While our nation has certainly gone far, local social platform Kelip-Kelip feels that society is still bound by barriers when it comes to certain issues, which many think are too sensitive or taboo to be discussed.

For its Merdeka Day celebrations, Kelip-Kelip will be screening Sepet and Redha, two acclaimed films which address some of these “barrier” issues.

Sepet (2005) is a love story between a Chinese boy and a Malay girl in Ipoh, Perak. It was directed by the late Yasmin Ahmad, and has won many accolades, including the Best Asian Film award at the 18th Tokyo International Film Festival.

Redha (2016), directed by Tunku Mona Riza, is the story of a couple’s challenging but rewarding journey in raising a child with autism. The film won the Special Jury Award at the World Premiere Film Festival 2016 in Manila, Philippines. It was also longlisted for the Best Foreign Film award at the 89th Academy Awards this year.

“While we are free from colonial powers, there are still ‘invisible walls’ that surround us (as Malaysians).

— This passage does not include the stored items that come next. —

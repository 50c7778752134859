//! Generative checks for the sanitizer
//!
//! Arbitrary input must never break the tokenizer or sanitizer. Generated
//! well-formed documents must round-trip unchanged with the default policy,
//! and removal must be complete and idempotent.

use proptest::prelude::*;

use scour_markup::{tokenize, Event};
use scour_sanitize::{sanitize, RemovalPolicy};

const CONTAINERS: &[&str] = &["div", "p", "span", "b", "font", "section", "style"];
const VOIDS: &[&str] = &["br", "img", "hr", "input"];
const ATTRIBUTES: &[&str] = &["id", "class", "style", "title", "data-x"];

const REMOVED_ELEMENTS: &[&str] = &["font", "style", "img"];
const REMOVED_ATTRIBUTES: &[&str] = &["style", "data-x"];

/// A well-formed document node, written in canonical form
#[derive(Debug, Clone)]
enum Node {
    Text(String),
    Comment(String),
    Void(&'static str, Vec<(&'static str, String)>),
    Element(&'static str, Vec<(&'static str, String)>, Vec<Node>),
}

fn render(nodes: &[Node], out: &mut String) {
    for node in nodes {
        match node {
            Node::Text(text) => out.push_str(text),
            Node::Comment(text) => {
                out.push_str("<!--");
                out.push_str(text);
                out.push_str("-->");
            }
            Node::Void(name, attrs) => {
                render_open(name, attrs, out);
            }
            Node::Element(name, attrs, children) => {
                render_open(name, attrs, out);
                render(children, out);
                out.push_str("</");
                out.push_str(name);
                out.push('>');
            }
        }
    }
}

fn render_open(name: &str, attrs: &[(&'static str, String)], out: &mut String) {
    out.push('<');
    out.push_str(name);
    for (attr, value) in attrs {
        out.push(' ');
        out.push_str(attr);
        out.push_str("=\"");
        out.push_str(value);
        out.push('"');
    }
    out.push('>');
}

fn arb_attrs() -> impl Strategy<Value = Vec<(&'static str, String)>> {
    prop::collection::vec(
        (prop::sample::select(ATTRIBUTES), "[a-z0-9:; ]{1,8}"),
        0..3,
    )
}

fn arb_node() -> impl Strategy<Value = Node> {
    let leaf = prop_oneof![
        "[a-z ]{0,12}".prop_map(Node::Text),
        "[a-z ]{0,8}".prop_map(Node::Comment),
        (prop::sample::select(VOIDS), arb_attrs()).prop_map(|(name, attrs)| Node::Void(name, attrs)),
    ];
    leaf.prop_recursive(4, 48, 4, |inner| {
        (
            prop::sample::select(CONTAINERS),
            arb_attrs(),
            prop::collection::vec(inner, 0..4),
        )
            .prop_map(|(name, attrs, children)| Node::Element(name, attrs, children))
    })
}

fn arb_document() -> impl Strategy<Value = String> {
    prop::collection::vec(arb_node(), 0..5).prop_map(|nodes| {
        let mut out = String::new();
        render(&nodes, &mut out);
        out
    })
}

fn removal_policy() -> RemovalPolicy {
    RemovalPolicy::new()
        .remove_elements(REMOVED_ELEMENTS)
        .remove_attributes(REMOVED_ATTRIBUTES)
        .remove_comments(true)
}

proptest! {
    #![proptest_config(ProptestConfig::with_cases(256))]

    /// Any input tokenizes and sanitizes without panicking, and the text
    /// of a tag-free input survives untouched.
    #[test]
    fn arbitrary_input_terminates(input in "\\PC{0,64}") {
        let events = tokenize(&input);
        let _ = sanitize(&input, &removal_policy());

        if !input.contains('<') {
            let expected: Vec<Event> = if input.is_empty() {
                Vec::new()
            } else {
                vec![Event::Text(input.clone())]
            };
            prop_assert_eq!(events, expected);
        }
    }

    /// Markup-heavy noise exercises every recovery path.
    #[test]
    fn markup_noise_terminates(input in "[<>/!?=\"' a-z\\-\\[\\]]{0,64}") {
        let _ = tokenize(&input);
        let _ = sanitize(&input, &removal_policy());
    }

    /// Canonical markup round-trips through the default policy.
    #[test]
    fn default_policy_round_trips(document in arb_document()) {
        prop_assert_eq!(sanitize(&document, &RemovalPolicy::default()), document);
    }

    /// Removed elements and attributes are gone at every depth.
    #[test]
    fn removal_is_complete(document in arb_document()) {
        let output = sanitize(&document, &removal_policy());

        for event in tokenize(&output) {
            match event {
                Event::OpenElement(name) | Event::CloseElement(name) => {
                    prop_assert!(!REMOVED_ELEMENTS.contains(&name.as_str()), "{} in {}", name, output);
                }
                Event::Attribute { name, .. } => {
                    prop_assert!(!REMOVED_ATTRIBUTES.contains(&name.as_str()), "{} in {}", name, output);
                }
                Event::Comment(_) => prop_assert!(false, "comment left in {}", output),
                _ => {}
            }
        }
    }

    /// A second pass finds nothing left to remove.
    #[test]
    fn sanitizing_is_idempotent(document in arb_document()) {
        let policy = removal_policy();
        let once = sanitize(&document, &policy);
        prop_assert_eq!(sanitize(&once, &policy), once);
    }
}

For Redha, it’s autism. How open are we to talk about that topic, and to face it with an open heart?” says Chan Oga, Kelip-Kelip founder.

“And for Sepet, it’s about our Malaysian obsession with race. We still tick ‘race’ boxes on forms, applications and so on without really thinking about why we need it. We need to talk about why this exists, and do we still need it?”

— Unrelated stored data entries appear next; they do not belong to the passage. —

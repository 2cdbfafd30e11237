//! Molecular system model shared by all composite methods.
//!
//! A `System` is the collection of atoms a method operates on. Atoms can be
//! flagged as ghosts (basis functions without a nucleus, used by the
//! counterpoise correction) or carry a classical point charge (used by the
//! electrostatic-embedding QM/MM method).

extern crate nalgebra as na;

use std::sync::Arc;

use na::Vector3;
use periodic_table_on_an_enum::Element;

#[derive(Debug, Clone, PartialEq)]
pub struct Atom {
    pub element: Element,
    pub position: Vector3<f64>,
    /// Classical point charge, set only for MM embedding sites.
    pub mm_charge: Option<f64>,
    /// Ghost atoms contribute basis functions but no nucleus.
    pub ghost: bool,
}

impl Atom {
    pub fn new(element: Element, position: Vector3<f64>) -> Self {
        Atom {
            element,
            position,
            mm_charge: None,
            ghost: false,
        }
    }

    pub fn ghost(element: Element, position: Vector3<f64>) -> Self {
        Atom {
            element,
            position,
            mm_charge: None,
            ghost: true,
        }
    }

    pub fn point_charge(element: Element, position: Vector3<f64>, charge: f64) -> Self {
        Atom {
            element,
            position,
            mm_charge: Some(charge),
            ghost: false,
        }
    }
}

#[derive(Debug, Clone, PartialEq, Default)]
pub struct System {
    pub atoms: Vec<Atom>,
}

impl System {
    pub fn new(atoms: Vec<Atom>) -> Self {
        System { atoms }
    }

    pub fn natoms(&self) -> usize {
        self.atoms.len()
    }

    /// Length of the flattened derivative tensor of the given order,
    /// i.e. `(3N)^order` (1 for the energy, 3N for the gradient).
    pub fn deriv_len(&self, order: usize) -> usize {
        (3 * self.natoms()).pow(order as u32).max(1)
    }

    /// Subsystem containing only the atoms at `indices`, in that order.
    pub fn subsystem(&self, indices: &[usize]) -> System {
        System {
            atoms: indices.iter().map(|&i| self.atoms[i].clone()).collect(),
        }
    }

    /// Full-size system where every atom outside `real` is turned into a
    /// ghost. Atom count and ordering are unchanged, so derivative indices
    /// map one to one onto the original system.
    pub fn with_ghosts_outside(&self, real: &[usize]) -> System {
        let atoms = self
            .atoms
            .iter()
            .enumerate()
            .map(|(i, atom)| {
                if real.contains(&i) {
                    atom.clone()
                } else {
                    Atom::ghost(atom.element, atom.position)
                }
            })
            .collect();
        System { atoms }
    }

    /// Copy of the system with atom positions replaced.
    pub fn with_positions(&self, positions: &[Vector3<f64>]) -> System {
        let atoms = self
            .atoms
            .iter()
            .zip(positions.iter())
            .map(|(atom, &position)| Atom { position, ..atom.clone() })
            .collect();
        System { atoms }
    }

    pub fn positions(&self) -> Vec<Vector3<f64>> {
        self.atoms.iter().map(|a| a.position).collect()
    }
}

/// The state a method consumes and produces. Mirrors the host framework's
/// wavefunction: methods receive one, and hand back a possibly updated copy
/// (the geometry optimizer returns the relaxed system this way).
#[derive(Debug, Clone, Default)]
pub struct Wavefunction {
    pub system: Option<Arc<System>>,
}

impl Wavefunction {
    pub fn from_system(system: System) -> Self {
        Wavefunction {
            system: Some(Arc::new(system)),
        }
    }
}

#[cfg(test)]
mod tests {
    use super::*;

    fn h2o() -> System {
        System::new(vec![
            Atom::new(Element::Oxygen, Vector3::new(0.0, 0.0, 0.0)),
            Atom::new(Element::Hydrogen, Vector3::new(0.0, 0.757, 0.587)),
            Atom::new(Element::Hydrogen, Vector3::new(0.0, -0.757, 0.587)),
        ])
    }

    #[test]
    fn deriv_len_by_order() {
        let sys = h2o();
        assert_eq!(sys.deriv_len(0), 1);
        assert_eq!(sys.deriv_len(1), 9);
        assert_eq!(sys.deriv_len(2), 81);
    }

    #[test]
    fn subsystem_selects_atoms_in_order() {
        let sys = h2o();
        let sub = sys.subsystem(&[2, 0]);
        assert_eq!(sub.natoms(), 2);
        assert_eq!(sub.atoms[0].element, Element::Hydrogen);
        assert_eq!(sub.atoms[1].element, Element::Oxygen);
    }

    #[test]
    fn ghosting_preserves_atom_count() {
        let sys = h2o();
        let ghosted = sys.with_ghosts_outside(&[0]);
        assert_eq!(ghosted.natoms(), 3);
        assert!(!ghosted.atoms[0].ghost);
        assert!(ghosted.atoms[1].ghost);
        assert!(ghosted.atoms[2].ghost);
        // positions untouched
        assert_eq!(ghosted.atoms[1].position, sys.atoms[1].position);
    }
}
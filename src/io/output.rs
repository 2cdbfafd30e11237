//! Output formatting and logging utilities.

use color_eyre::eyre::Result;
use std::fmt;
use std::fs::File;
use std::io::Write;
use std::time::SystemTime as StdSystemTime;
use tracing::info;
use tracing_subscriber::{
    fmt::format::Writer, fmt::layer, fmt::time::FormatTime, layer::SubscriberExt,
    util::SubscriberInitExt, Registry,
};

use crate::system::System;

/// Custom time formatter that shows only seconds
struct SecondPrecisionTimer;

impl FormatTime for SecondPrecisionTimer {
    fn format_time(&self, w: &mut Writer<'_>) -> fmt::Result {
        let now = StdSystemTime::now();
        let duration = now
            .duration_since(std::time::UNIX_EPOCH)
            .unwrap_or_default();

        // Format as HH:MM:SS (only seconds precision)
        let total_seconds = duration.as_secs();
        let hours = (total_seconds / 3600) % 24;
        let minutes = (total_seconds / 60) % 60;
        let seconds = total_seconds % 60;

        write!(w, "{:02}:{:02}:{:02}", hours, minutes, seconds)
    }
}

/// Setup output logging to file or stdout
pub fn setup_output(output_path: Option<&String>) {
    match output_path {
        Some(path) => {
            info!("Output will be written to: {}", path);
            if let Ok(log) = File::create(path) {
                let file_layer = layer()
                    .with_writer(log)
                    .with_timer(SecondPrecisionTimer)
                    .with_ansi(false);
                Registry::default().with(file_layer).init();
            } else {
                eprintln!("Could not create output file: {}", path);
            }
        }
        None => {
            let stdout_layer = layer()
                .with_writer(std::io::stdout)
                .with_timer(SecondPrecisionTimer)
                .with_ansi(true);
            Registry::default().with(stdout_layer).init();
            info!("Output will be printed to stdout");
        }
    }
}

/// Write the final geometry and energy in a simple XYZ-like layout.
pub fn print_final_geometry(out: &mut impl Write, system: &System, energy: f64) -> Result<()> {
    writeln!(out, "{}", system.natoms())?;
    writeln!(out, "Final energy: {:.10} au", energy)?;
    for atom in &system.atoms {
        let label = if atom.ghost {
            format!("{}(Gh)", atom.element.get_symbol())
        } else {
            atom.element.get_symbol().to_string()
        };
        writeln!(
            out,
            "{:<6} {:>14.8} {:>14.8} {:>14.8}",
            label, atom.position.x, atom.position.y, atom.position.z
        )?;
    }
    Ok(())
}
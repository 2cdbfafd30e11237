//! Geometry optimization driving a child energy method.
//!
//! Steepest descent on the child's potential energy surface. Forces are the
//! negated child gradient; children that only provide energies fall back to
//! a central-difference gradient. Convergence requires both the energy
//! change and the maximum force component to drop below the threshold.

use nalgebra::Vector3;
use tracing::info;

use crate::config::Config;
use crate::method::{
    finite_difference_gradient, require_system, DerivResult, EnergyMethod, MethodError,
};
use crate::registry::{MethodFactory, MethodProvider, MethodRegistry};
use crate::system::{System, Wavefunction};

const DEFAULT_MAX_ITERATIONS: usize = 50;
const DEFAULT_CONVERGENCE: f64 = 1e-4;
const DEFAULT_STEP_SIZE: f64 = 0.1;
const FD_DELTA: f64 = 1e-4;

#[derive(Debug)]
pub struct GeometryOptimizer {
    method_key: Option<String>,
    max_iterations: usize,
    convergence_threshold: f64,
    step_size: f64,
}

impl Default for GeometryOptimizer {
    fn default() -> Self {
        GeometryOptimizer {
            method_key: None,
            max_iterations: DEFAULT_MAX_ITERATIONS,
            convergence_threshold: DEFAULT_CONVERGENCE,
            step_size: DEFAULT_STEP_SIZE,
        }
    }
}

impl GeometryOptimizer {
    pub fn new() -> Self {
        Self::default()
    }

    pub fn with_method(method: impl Into<String>) -> Self {
        GeometryOptimizer {
            method_key: Some(method.into()),
            ..Self::default()
        }
    }

    pub fn set_max_iterations(&mut self, max_iterations: usize) {
        self.max_iterations = max_iterations;
    }

    pub fn set_convergence_threshold(&mut self, threshold: f64) {
        self.convergence_threshold = threshold;
    }

    pub fn set_step_size(&mut self, step_size: f64) {
        self.step_size = step_size;
    }

    /// Energy and forces of the child method at the given geometry.
    fn evaluate(
        &self,
        system: &System,
        method_key: &str,
        registry: &MethodRegistry,
    ) -> Result<(f64, Vec<Vector3<f64>>), MethodError> {
        let wfn = Wavefunction::from_system(system.clone());
        let mut child = registry.create(method_key)?;
        let energy = child.energy(&wfn, registry)?;

        let gradient = match child.deriv(1, &wfn, registry) {
            Ok(result) => result.values,
            Err(MethodError::UnsupportedOrder { .. }) => {
                finite_difference_gradient(system, FD_DELTA, |displaced| {
                    let wfn = Wavefunction::from_system(displaced.clone());
                    registry.create(method_key)?.energy(&wfn, registry)
                })?
            }
            Err(err) => return Err(err),
        };

        let forces = gradient
            .chunks_exact(3)
            .map(|g| -Vector3::new(g[0], g[1], g[2]))
            .collect();
        Ok((energy, forces))
    }

    fn force_metrics(forces: &[Vector3<f64>]) -> (f64, f64) {
        let mut max_force: f64 = 0.0;
        let mut sum_squared: f64 = 0.0;
        for force in forces {
            let norm = force.norm();
            max_force = max_force.max(norm);
            sum_squared += norm * norm;
        }
        let rms = (sum_squared / forces.len() as f64).sqrt();
        (rms, max_force)
    }

    fn log_progress(&self, iteration: usize, energy: f64, forces: &[Vector3<f64>]) {
        let (rms_force, max_force) = Self::force_metrics(forces);
        if iteration == 0 {
            info!("  Initial state:");
        } else {
            info!("  Iteration {}:", iteration);
        }
        info!("    Energy: {:.8} au", energy);
        info!("    Max force: {:.8} au", max_force);
        info!("    RMS force: {:.8} au", rms_force);
    }
}

impl EnergyMethod for GeometryOptimizer {
    fn name(&self) -> &'static str {
        "GeometryOptimizer"
    }

    fn configure(&mut self, config: &Config) -> Result<(), MethodError> {
        let params = config
            .optimization
            .clone()
            .unwrap_or_default()
            .with_defaults();
        self.method_key = params.method;
        if let Some(max_iterations) = params.max_iterations {
            self.max_iterations = max_iterations;
        }
        if let Some(threshold) = params.convergence_threshold {
            self.convergence_threshold = threshold;
        }
        if let Some(step_size) = params.step_size {
            self.step_size = step_size;
        }
        Ok(())
    }

    fn deriv(
        &mut self,
        order: usize,
        wfn: &Wavefunction,
        registry: &MethodRegistry,
    ) -> Result<DerivResult, MethodError> {
        if order != 0 {
            return Err(MethodError::UnsupportedOrder {
                method: "GeometryOptimizer",
                order,
            });
        }
        let method_key = self
            .method_key
            .clone()
            .ok_or_else(|| {
                MethodError::InvalidConfig("geometry optimizer needs a child method key".into())
            })?;
        let mut system = require_system(wfn)?.clone();

        info!("---------- Starting Geometry Optimization ----------");
        let (mut energy, mut forces) = self.evaluate(&system, &method_key, registry)?;
        self.log_progress(0, energy, &forces);

        for iteration in 1..=self.max_iterations {
            let mut positions = system.positions();
            for (position, force) in positions.iter_mut().zip(forces.iter()) {
                *position += self.step_size * force;
            }
            system = system.with_positions(&positions);

            let previous_energy = energy;
            let (new_energy, new_forces) = self.evaluate(&system, &method_key, registry)?;
            energy = new_energy;
            forces = new_forces;
            self.log_progress(iteration, energy, &forces);

            let energy_change = (energy - previous_energy).abs();
            let (_, max_force) = Self::force_metrics(&forces);
            if energy_change < self.convergence_threshold
                && max_force < self.convergence_threshold
            {
                info!("Optimization converged after {} iterations", iteration);
                break;
            }
            if iteration == self.max_iterations {
                info!(
                    "Optimization reached maximum number of iterations ({}) without converging",
                    self.max_iterations
                );
            }
        }

        Ok(DerivResult {
            wfn: Wavefunction::from_system(system),
            values: vec![energy],
        })
    }
}

fn make_optimizer() -> Box<dyn EnergyMethod> {
    Box::new(GeometryOptimizer::new())
}

pub struct OptimizerProvider;

impl MethodProvider for OptimizerProvider {
    fn name(&self) -> &'static str {
        "optimizer"
    }

    fn factory(&self, symbol: &str) -> Option<MethodFactory> {
        match symbol {
            "GeometryOptimizer" => Some(make_optimizer),
            _ => None,
        }
    }
}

First started in Penang in 2015, Kelip-Kelip is a talk and networking platform dedicated to making social change.

sepet

Linus Chung (left), Sharifah Amani and Choo Seong Ng onscreen in one of the many awkward situations in the late director Yasmin Ahmad’s moving drama-comedy Sepet (2005).

“While we appreciate creative works, often times the appreciation comes too late. Like for Yasmin Ahmad, she is no longer with us. She had six movies when she was alive, but most people only know Sepet and Gubra. Similarly, for Redha, Tunku Mona took out a bank loan to finance the film. But she only managed to recover one fourth of the loan,” says Oga.

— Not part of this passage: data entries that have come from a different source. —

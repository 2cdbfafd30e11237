//! The composite method implementations this crate registers.

pub mod cbs;
pub mod cp;
pub mod custom;
pub mod fpa;
pub mod model;
pub mod optimizer;
pub mod qmmm;
//! Output formatting and logging setup.

mod output;

pub use output::{print_final_geometry, setup_output};
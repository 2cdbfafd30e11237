//! Configuration management for composite-method calculations.
//!
//! YAML-backed configuration with one optional parameter section per
//! registered method, plus defaults merging for the sections that have
//! sensible defaults.

mod args;

pub use args::Args;

use serde::{Deserialize, Serialize};

/// Main configuration structure.
#[derive(Debug, Default, Deserialize, Serialize)]
pub struct Config {
    pub geometry: Vec<AtomConfig>,
    /// Identifier of the registered method to run.
    pub method: Option<String>,
    pub counterpoise: Option<CounterpoiseParams>,
    pub correlation: Option<CorrelationParams>,
    pub helgaker_cbs: Option<HelgakerCbsParams>,
    pub feller_cbs: Option<FellerCbsParams>,
    pub focal_point: Option<FocalPointParams>,
    pub weighted_sum: Option<WeightedSumParams>,
    pub optimization: Option<OptimizationParams>,
    pub qmmm: Option<QmmmParams>,
    pub lennard_jones: Option<LennardJonesParams>,
}

/// Atomic position configuration. Coordinates are in bohr.
#[derive(Debug, Clone, Deserialize, Serialize)]
pub struct AtomConfig {
    pub element: String,
    pub coords: [f64; 3],
    /// MM point charge, for embedding sites.
    pub charge: Option<f64>,
    pub ghost: Option<bool>,
}

/// Counterpoise correction parameters.
#[derive(Debug, Clone, Default, Deserialize, Serialize)]
pub struct CounterpoiseParams {
    pub method: Option<String>,
    /// Atom index sets, one per fragment.
    pub fragments: Option<Vec<Vec<usize>>>,
}

/// Correlation-energy parameters.
#[derive(Debug, Clone, Default, Deserialize, Serialize)]
pub struct CorrelationParams {
    pub correlated: Option<String>,
    pub reference: Option<String>,
}

/// Two-point Helgaker extrapolation parameters.
#[derive(Debug, Clone, Default, Deserialize, Serialize)]
pub struct HelgakerCbsParams {
    /// Correlation method keys, one per cardinal number.
    pub correlation_methods: Option<Vec<String>>,
    pub reference: Option<String>,
    pub cardinal_numbers: Option<Vec<u32>>,
}

/// Three-point Feller extrapolation parameters.
#[derive(Debug, Clone, Default, Deserialize, Serialize)]
pub struct FellerCbsParams {
    pub energy_methods: Option<Vec<String>>,
    pub cardinal_numbers: Option<Vec<u32>>,
}

#[derive(Debug, Clone, Deserialize, Serialize)]
pub struct CorrectionStepConfig {
    pub higher: String,
    pub lower: String,
}

/// Focal-point analysis parameters.
#[derive(Debug, Clone, Default, Deserialize, Serialize)]
pub struct FocalPointParams {
    pub reference: Option<String>,
    pub corrections: Option<Vec<CorrectionStepConfig>>,
}

/// Weighted-sum composite parameters.
#[derive(Debug, Clone, Default, Deserialize, Serialize)]
pub struct WeightedSumParams {
    pub methods: Option<Vec<String>>,
    pub weights: Option<Vec<f64>>,
}

/// Geometry optimization parameters.
#[derive(Debug, Clone, Deserialize, Serialize)]
pub struct OptimizationParams {
    pub method: Option<String>,
    pub max_iterations: Option<usize>,
    pub convergence_threshold: Option<f64>,
    pub step_size: Option<f64>,
}

impl Default for OptimizationParams {
    fn default() -> Self {
        OptimizationParams {
            method: None,
            max_iterations: Some(50),
            convergence_threshold: Some(1e-4),
            step_size: Some(0.1),
        }
    }
}

impl OptimizationParams {
    /// Apply default values to any missing parameters.
    pub fn with_defaults(mut self) -> Self {
        let defaults = Self::default();
        if self.max_iterations.is_none() {
            self.max_iterations = defaults.max_iterations;
        }
        if self.convergence_threshold.is_none() {
            self.convergence_threshold = defaults.convergence_threshold;
        }
        if self.step_size.is_none() {
            self.step_size = defaults.step_size;
        }
        self
    }
}

/// Electrostatic-embedding QM/MM parameters.
#[derive(Debug, Clone, Default, Deserialize, Serialize)]
pub struct QmmmParams {
    pub qm_method: Option<String>,
    pub qm_atoms: Option<Vec<usize>>,
}

/// Lennard-Jones model method parameters.
#[derive(Debug, Clone, Default, Deserialize, Serialize)]
pub struct LennardJonesParams {
    pub epsilon: Option<f64>,
    pub sigma: Option<f64>,
}

impl Config {
    /// Apply defaults to the sections that carry them.
    pub fn with_defaults(mut self) -> Self {
        if let Some(opt_params) = self.optimization.take() {
            self.optimization = Some(opt_params.with_defaults());
        }
        self
    }
}

#[cfg(test)]
mod tests {
    use super::*;

    const SAMPLE: &str = r#"
geometry:
  - element: H
    coords: [0.0, 0.0, 0.0]
  - element: H
    coords: [0.0, 0.0, 1.4]
  - element: O
    coords: [0.0, 0.0, 5.0]
    charge: -0.8
method: EEQMMM
qmmm:
  qm_method: LennardJones
  qm_atoms: [0, 1]
optimization:
  method: LennardJones
  step_size: 0.05
"#;

    #[test]
    fn parses_sample_configuration() {
        let config: Config = serde_yml::from_str(SAMPLE).unwrap();
        assert_eq!(config.geometry.len(), 3);
        assert_eq!(config.geometry[2].charge, Some(-0.8));
        assert_eq!(config.method.as_deref(), Some("EEQMMM"));
        let qmmm = config.qmmm.unwrap();
        assert_eq!(qmmm.qm_method.as_deref(), Some("LennardJones"));
        assert_eq!(qmmm.qm_atoms, Some(vec![0, 1]));
    }

    #[test]
    fn optimization_defaults_fill_missing_fields() {
        let config: Config = serde_yml::from_str(SAMPLE).unwrap();
        let config = config.with_defaults();
        let opt = config.optimization.unwrap();
        assert_eq!(opt.step_size, Some(0.05));
        assert_eq!(opt.max_iterations, Some(50));
        assert_eq!(opt.convergence_threshold, Some(1e-4));
    }
}
//! The user-demo composite method: an arbitrary weighted sum of child
//! methods, E = Σ wᵢ · E(methodᵢ). Kept under its historical identifier.

use crate::config::Config;
use crate::helpers::{linear_combination, run_series};
use crate::method::{DerivResult, EnergyMethod, MethodError};
use crate::registry::{MethodFactory, MethodProvider, MethodRegistry};
use crate::system::Wavefunction;

#[derive(Debug, Default)]
pub struct WeightedSum {
    method_keys: Vec<String>,
    weights: Vec<f64>,
}

impl WeightedSum {
    pub fn new() -> Self {
        Self::default()
    }

    pub fn with_terms(methods: Vec<String>, weights: Vec<f64>) -> Self {
        WeightedSum {
            method_keys: methods,
            weights,
        }
    }
}

impl EnergyMethod for WeightedSum {
    fn name(&self) -> &'static str {
        "MyCrzyCompMeth"
    }

    fn configure(&mut self, config: &Config) -> Result<(), MethodError> {
        let params = config.weighted_sum.clone().unwrap_or_default();
        self.method_keys = params.methods.unwrap_or_default();
        self.weights = params.weights.unwrap_or_default();
        Ok(())
    }

    fn deriv(
        &mut self,
        order: usize,
        wfn: &Wavefunction,
        registry: &MethodRegistry,
    ) -> Result<DerivResult, MethodError> {
        if self.method_keys.is_empty() {
            return Err(MethodError::InvalidConfig(
                "weighted sum needs at least one child method".into(),
            ));
        }
        if self.method_keys.len() != self.weights.len() {
            return Err(MethodError::InvalidConfig(format!(
                "{} weights for {} child methods",
                self.weights.len(),
                self.method_keys.len()
            )));
        }

        let keys: Vec<&str> = self.method_keys.iter().map(String::as_str).collect();
        let results = run_series(registry, &keys, std::slice::from_ref(wfn), order)?;
        let values = linear_combination(&self.weights, &results)?;
        Ok(DerivResult {
            wfn: wfn.clone(),
            values,
        })
    }
}

fn make_weighted_sum() -> Box<dyn EnergyMethod> {
    Box::new(WeightedSum::new())
}

pub struct CustomProvider;

impl MethodProvider for CustomProvider {
    fn name(&self) -> &'static str {
        "custom"
    }

    fn factory(&self, symbol: &str) -> Option<MethodFactory> {
        match symbol {
            "MyCrzyCompMeth" => Some(make_weighted_sum),
            _ => None,
        }
    }
}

“As Malaysians we need to think of how to overcome the barrier when it comes to supporting local creative efforts.”

Each screening will be followed by panel discussions, moderated by TV presenter Sheahnee Iman Lee.

The Redha panel will feature Feilina Feisol, the president of Nasom (National Autism Society of Malaysia) and discuss autism in Malaysia, while Sepet’s panel will discuss the obsession with race in Malaysia.

“I think this is a brilliant idea. And I’m not just saying this because I’m involved! Anything that promotes Malaysian film, and creates creative awareness, I think should be supported,” says Mona Riza.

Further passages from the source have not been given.